Author(s): Carl Bereiter and Marlene Scardamalia (2000)
Brief Summary: The article seeks to glean insights from the process and product of PBL used in medical schools. The authors, Carl Bereiter and Marlene Scardamalia (2000), look closely at this process through the context of their experience studying project based learning with younger students. In relation to PBL, the article discusses theory building, lifelong learning, participation, and the role of technology.
My Takeaways: The authors spend some time discussing how the design of PBL influences how groups collaboratively build knowledge. The goal is to move students away from deducing an explanation from an event or diagnosis to offering an explanation for an event or diagnosis. It is the idea that students can move away from finding text-based answers and towards improving their own theories and questions.
Author: Wim H. Gijselaers (1996)
Brief Summary: Gijselaers (1996) seeks to contextualize problem based learning models with cognitive psychology and the learning process. Gijselaers describes fundamental principals of cognition relevant to both the practice of, and the instructional design, of PBL. Gijselaers also looks at opportunities to improve the effects of PBL on student learning.

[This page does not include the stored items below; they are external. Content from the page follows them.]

//! Logging configuration and initialization.

use serde::Deserialize;
use tracing_subscriber::{fmt, EnvFilter};

/// Logging configuration.
#[derive(Debug, Clone, Deserialize)]
#[serde(default)]
pub struct LoggingConfig {
    pub level: String,
    pub format: String,
}

impl LoggingConfig {
    /// Initialize the tracing subscriber with this logging configuration.
    ///
    /// `RUST_LOG` takes precedence over `level` when set. Logs go to stderr
    /// so stdout carries only command output. Later calls are ignored.
    pub fn init(&self) {
        let filter =
            EnvFilter::try_from_default_env().unwrap_or_else(|_| EnvFilter::new(&self.level));

        let _ = match self.format.as_str() {
            "json" => fmt()
                .json()
                .with_env_filter(filter)
                .with_writer(std::io::stderr)
                .try_init(),
            _ => fmt()
                .with_env_filter(filter)
                .with_writer(std::io::stderr)
                .try_init(),
        };
    }

    #[must_use]
    pub fn is_json(&self) -> bool {
        self.format == "json"
    }
}

impl Default for LoggingConfig {
    fn default() -> Self {
        Self {
            level: "info".into(),
            format: "pretty".into(),
        }
    }
}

My Takeaways: Gijselaers (1996) writes, “Until twenty or thirty years ago, education was dominated by the view that learning involves filling students’ head with information.” (p. 14). While there has been much progress moving away from this belief, standardized tests and rote learning reinforce antiquated views of learning. If we know learning is a constructive process, our actions need to reflect this. There is also a portion of the article devoted to metacognition. Metacognition, the skill of self-monitoring one’s learning, is an essential skill to build at an early age.